How you can improve your memory
We know that the process of remembering something makes use of multiple regions and systems in the brain, with different areas all working together to record new information and recall what we’ve already learned and stashed away into long-term memory storage.
But how can you increase the chances of getting important information into your long-term memory—and successfully recalling it later? Some strategies are relatively easy and have overall health benefits—get a good night’s sleep, eat a healthy diet and exercise regularly. But other methods might take a bit more effort.
How can I improve my memory?
Finding ways to make new information meaningful and personally relevant activates different neural circuitry when compared to more ‘shallow’ levels of processing. For instance, someone glancing briefly at this article on a screen might notice the font, the website layout, the colours, or other superficial features. However, someone who reads the article and recalls a story their mother recently told them about how easily she forgets things may be more likely to remember the content, as it has direct personal relevance.
It also helps to form multiple different ‘representations’ of a piece of information. For instance, you might remember a phone number in several different ways: how it looks when it’s written on some paper (visual), what it sounds like when spoken out loud (auditory), or even the movements your fingers make as they move across the buttons on a phone when dialing (spatial). Each of these are encoded differently, meaning there are multiple possible pathways for you to recall the same information.

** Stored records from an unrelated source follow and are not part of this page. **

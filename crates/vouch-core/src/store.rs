//! Verification store: the lifecycle state machine and group tagging.
//!
//! Each mutation runs in a single transaction and signals the event sink
//! only after that transaction committed.

use std::sync::Arc;

use tracing::{debug, warn};

use vouch_db::queries::{self, NewVerification};
use vouch_db::{Connection, Database, VerificationFilter};
use vouch_types::{
    Direction, PartyRef, Verification, VerificationConfig, VerificationEvent, VerificationStatus,
};

use crate::config::Config;
use crate::error::{Result, VerificationError};
use crate::events::EventSink;
use crate::query::RelationshipQueries;

pub struct VerificationStore {
    db: Arc<Database>,
    config: Arc<VerificationConfig>,
    events: Arc<dyn EventSink>,
    queries: RelationshipQueries,
}

impl VerificationStore {
    pub fn new(db: Arc<Database>, config: VerificationConfig, events: Arc<dyn EventSink>) -> Self {
        let config = Arc::new(config);
        let queries = RelationshipQueries::new(db.clone(), config.clone());
        Self {
            db,
            config,
            events,
            queries,
        }
    }

    /// Open the configured database and build a store on top of it.
    pub fn open(config: &Config, events: Arc<dyn EventSink>) -> Result<Self> {
        let db = Database::open(&config.database_path)?;
        Ok(Self::new(Arc::new(db), config.verifications.clone(), events))
    }

    /// Read-side engine sharing this store's database and configuration.
    pub fn queries(&self) -> &RelationshipQueries {
        &self.queries
    }

    /// False when any record between the pair, in either direction, is blocked.
    pub fn can_create(&self, sender: &PartyRef, recipient: &PartyRef) -> Result<bool> {
        Ok(!self.db.with_conn(|conn| is_blocked(conn, sender, recipient))?)
    }

    /// Send a new pending verification request from `sender` to `recipient`.
    ///
    /// Returns `Ok(None)` when the pair is blocked. `group` is recorded as the
    /// legacy label if it names a configured group; tagging happens only
    /// through [`Self::tag_group`] once accepted.
    pub fn create(
        &self,
        sender: &PartyRef,
        recipient: &PartyRef,
        message: Option<&str>,
        group: Option<&str>,
    ) -> Result<Option<Verification>> {
        if sender == recipient {
            return Err(VerificationError::SelfVerification);
        }

        if let Some(message) = message {
            let actual = message.chars().count();
            let max = self.config.max_message_length;
            if actual > max {
                return Err(VerificationError::MessageTooLong { max, actual });
            }
        }

        let group_slug = group.filter(|name| {
            let known = self.config.groups.resolve(name).is_some();
            if !known {
                debug!(group = %name, "Ignoring unknown group on new verification");
            }
            known
        });

        let row = self.db.with_tx(|conn| {
            if is_blocked(conn, sender, recipient)? {
                return Ok(None);
            }
            let new = NewVerification {
                sender,
                recipient,
                message,
                group_slug,
            };
            queries::insert_verification(conn, &new).map(Some)
        })?;

        let Some(row) = row else {
            warn!(%sender, %recipient, "Verification refused: pair is blocked");
            return Ok(None);
        };
        let verification = row.into_model()?;

        debug!(id = verification.id, %sender, %recipient, "Verification sent");
        self.events.emit(&VerificationEvent::Sent {
            sender: sender.clone(),
            recipient: recipient.clone(),
        });
        Ok(Some(verification))
    }

    /// Accept a request addressed to `recipient`.
    pub fn accept(&self, recipient: &PartyRef, verification_id: i64) -> Result<bool> {
        let next = VerificationStatus::Accepted;
        let Some(sender) = self.resolve(recipient, verification_id, next)? else {
            return Ok(false);
        };
        self.events.emit(&VerificationEvent::Accepted {
            recipient: recipient.clone(),
            sender,
        });
        Ok(true)
    }

    /// Deny a request addressed to `recipient`.
    pub fn deny(&self, recipient: &PartyRef, verification_id: i64) -> Result<bool> {
        let next = VerificationStatus::Denied;
        let Some(sender) = self.resolve(recipient, verification_id, next)? else {
            return Ok(false);
        };
        self.events.emit(&VerificationEvent::Denied {
            recipient: recipient.clone(),
            sender,
        });
        Ok(true)
    }

    /// Move the record to `next` if `recipient` received it and the transition
    /// is allowed. Returns the record's sender on success.
    fn resolve(
        &self,
        recipient: &PartyRef,
        verification_id: i64,
        next: VerificationStatus,
    ) -> Result<Option<PartyRef>> {
        let filter = VerificationFilter::involving(recipient, Some(Direction::Recipient))
            .with_id(Some(verification_id));

        let outcome = self.db.with_tx(|conn| {
            let Some(row) = queries::first_verification(conn, &filter)? else {
                return Ok(Resolution::NotAddressed);
            };
            let current = row.into_model()?;
            if !current.status.can_transition_to(next) {
                return Ok(Resolution::Refused(current.status));
            }
            queries::update_status(conn, current.id, next)?;
            Ok(Resolution::Resolved(current.sender))
        })?;

        match outcome {
            Resolution::Resolved(sender) => {
                debug!(
                    id = verification_id,
                    %recipient,
                    %sender,
                    status = %next,
                    "Verification resolved"
                );
                Ok(Some(sender))
            }
            Resolution::NotAddressed => {
                warn!(id = verification_id, %recipient, "No verification addressed to this party");
                Ok(None)
            }
            Resolution::Refused(current) => {
                debug!(id = verification_id, %current, %next, "Transition not allowed");
                Ok(None)
            }
        }
    }

    /// Delete one record between `actor` and `other`, whoever sent it.
    ///
    /// The cancellation signal fires only if a record was actually deleted.
    pub fn remove(&self, actor: &PartyRef, other: &PartyRef, verification_id: i64) -> Result<bool> {
        let filter = VerificationFilter::between(actor, other).with_id(Some(verification_id));
        let deleted = self.db.with_tx(|conn| queries::delete_verifications(conn, &filter))?;

        if deleted == 0 {
            warn!(
                id = verification_id,
                %actor,
                %other,
                "No verification to remove between these parties"
            );
            return Ok(false);
        }

        debug!(id = verification_id, %actor, %other, "Verification removed");
        self.events.emit(&VerificationEvent::Cancelled {
            actor: actor.clone(),
            recipient: other.clone(),
        });
        Ok(true)
    }

    /// Tag an accepted record between `verifier` and `other` with `group`.
    ///
    /// Without an id the most recently created accepted record is used.
    /// Returns true only when a new tag was created; re-tagging is a no-op
    /// that refreshes the existing tag and returns false.
    pub fn tag_group(
        &self,
        verifier: &PartyRef,
        other: &PartyRef,
        group: &str,
        verification_id: Option<i64>,
    ) -> Result<bool> {
        let Some(group_id) = self.config.groups.resolve(group) else {
            warn!(%group, "Unknown verification group");
            return Ok(false);
        };

        let filter = target_filter(verifier, other, verification_id)
            .with_status(VerificationStatus::Accepted);

        let created = self.db.with_tx(|conn| {
            let Some(target) = queries::first_verification(conn, &filter)? else {
                return Ok(None);
            };
            queries::upsert_group(conn, target.id, group_id, verifier).map(Some)
        })?;

        match created {
            Some(created) => {
                debug!(%verifier, %other, %group, created, "Verification tagged");
                Ok(created)
            }
            None => {
                warn!(%verifier, %other, %group, "No accepted verification to tag");
                Ok(false)
            }
        }
    }

    /// Remove the tags `verifier` placed on a record between it and `other`.
    ///
    /// Without an id the most recently created accepted record is used, the
    /// same record [`Self::tag_group`] picks. An explicit id may name a record
    /// in any status. Tags placed by other verifiers are left alone. Returns
    /// the number of tags removed.
    pub fn untag_group(
        &self,
        verifier: &PartyRef,
        other: &PartyRef,
        verification_id: Option<i64>,
    ) -> Result<usize> {
        let mut filter = target_filter(verifier, other, verification_id);
        if verification_id.is_none() {
            filter = filter.with_status(VerificationStatus::Accepted);
        }

        let removed = self.db.with_tx(|conn| {
            let Some(target) = queries::first_verification(conn, &filter)? else {
                return Ok(0);
            };
            queries::delete_groups(conn, target.id, verifier)
        })?;

        debug!(%verifier, %other, removed, "Verification untagged");
        Ok(removed)
    }
}

enum Resolution {
    Resolved(PartyRef),
    NotAddressed,
    Refused(VerificationStatus),
}

fn is_blocked(conn: &Connection, a: &PartyRef, b: &PartyRef) -> anyhow::Result<bool> {
    queries::verification_exists(
        conn,
        &VerificationFilter::between(a, b).with_status(VerificationStatus::Blocked),
    )
}

/// A specific record when `id` is given, otherwise the latest one.
fn target_filter(me: &PartyRef, other: &PartyRef, id: Option<i64>) -> VerificationFilter {
    match id {
        Some(id) => VerificationFilter::between(me, other).with_id(Some(id)),
        None => VerificationFilter::between(me, other).latest_first(),
    }
}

It’s not all about encoding, though. Sleep (especially slow-wave sleep), during which memories are reactivated and rehearsed, appears to be crucial for the consolidation of memories—which is one reason why pulling an all-nighter to study for an exam the next day is not a wise strategy.
What about playing puzzles or brain games? If you’re hoping that solving word puzzles might help you to better remember where you keep leaving your car keys, you’re out of luck. Studies have shown that while you may improve your ability to solve word puzzles, those skills won’t necessarily transfer across to give other cognitive abilities a boost. There is some evidence that games focused on helping you to think faster may help prevent cognitive decline with age, but a lot of so-called ‘brain training’ games are simply fun ways to spend some time.
Memory ‘superpowers’?
What about individuals who seem to have superior memories, like so-called photographic memory or the ability to remember every single day of their lives? What’s special about their abilities—and can we find ways to supercharge our own memories?
In some cases, it may simply be practice: lots and lots of specific, focused practice. London taxi drivers must pass a gruelling test known as The Knowledge, memorising thousands of streets and places of interest around the city before they receive their licence to drive one of the famous black cabs. Studies have shown that successfully passing the test is associated with an increase in size of the posterior hippocampus, a region of the brain involved in spatial memory. And yes, there seems to be some cause-and-effect involved, with researchers examining the brain structures of study participants both prior to taking the test and after passing (or failing) it.
However, there are still individuals with memory abilities that are far more extraordinary than this. For example, individuals with highly superior autobiographical memory (HSAM) can remember details such as what they wore, what they did, who they were with, or other information for any given date of their lives.
But there’s a downside to having such impressive memory abilities: they also remember in vivid detail every breakup, painful loss and bad event they’ve experienced as though it were only yesterday. Those with HSAM have superior consolidation (‘filing away’) and recall of memories, traits that may be linked to obsessive tendencies towards habitually dwelling on past experiences. While they could help provide some insights into how to prevent memory loss, it’s clear that having such a ‘super-memory’ is not necessarily a good thing.
And what about eidetic (sometimes called ‘photographic’) memory—the ability to recall images in great detail after seeing them for just a few seconds? While case studies of adults claiming to have these abilities have been reported, there are serious scientific doubts about whether these reports are true. A small percentage of young children seem to have greater capacity for eidetic imagery compared to adults, but good-quality scientific evidence of the phenomenon is lacking.
Our memories are a fascinating and remarkable thing, on the one hand enabling us to recall vast amounts of stored information, facts and statistics and, on the other, sometimes letting us down completely as we walk from one room to another and then forget why we’re there. But whether you’re a whiz at pub trivia nights or someone who can never remember their password, it’s clear that our memories help us make sense of the world around us—and they make us who we are.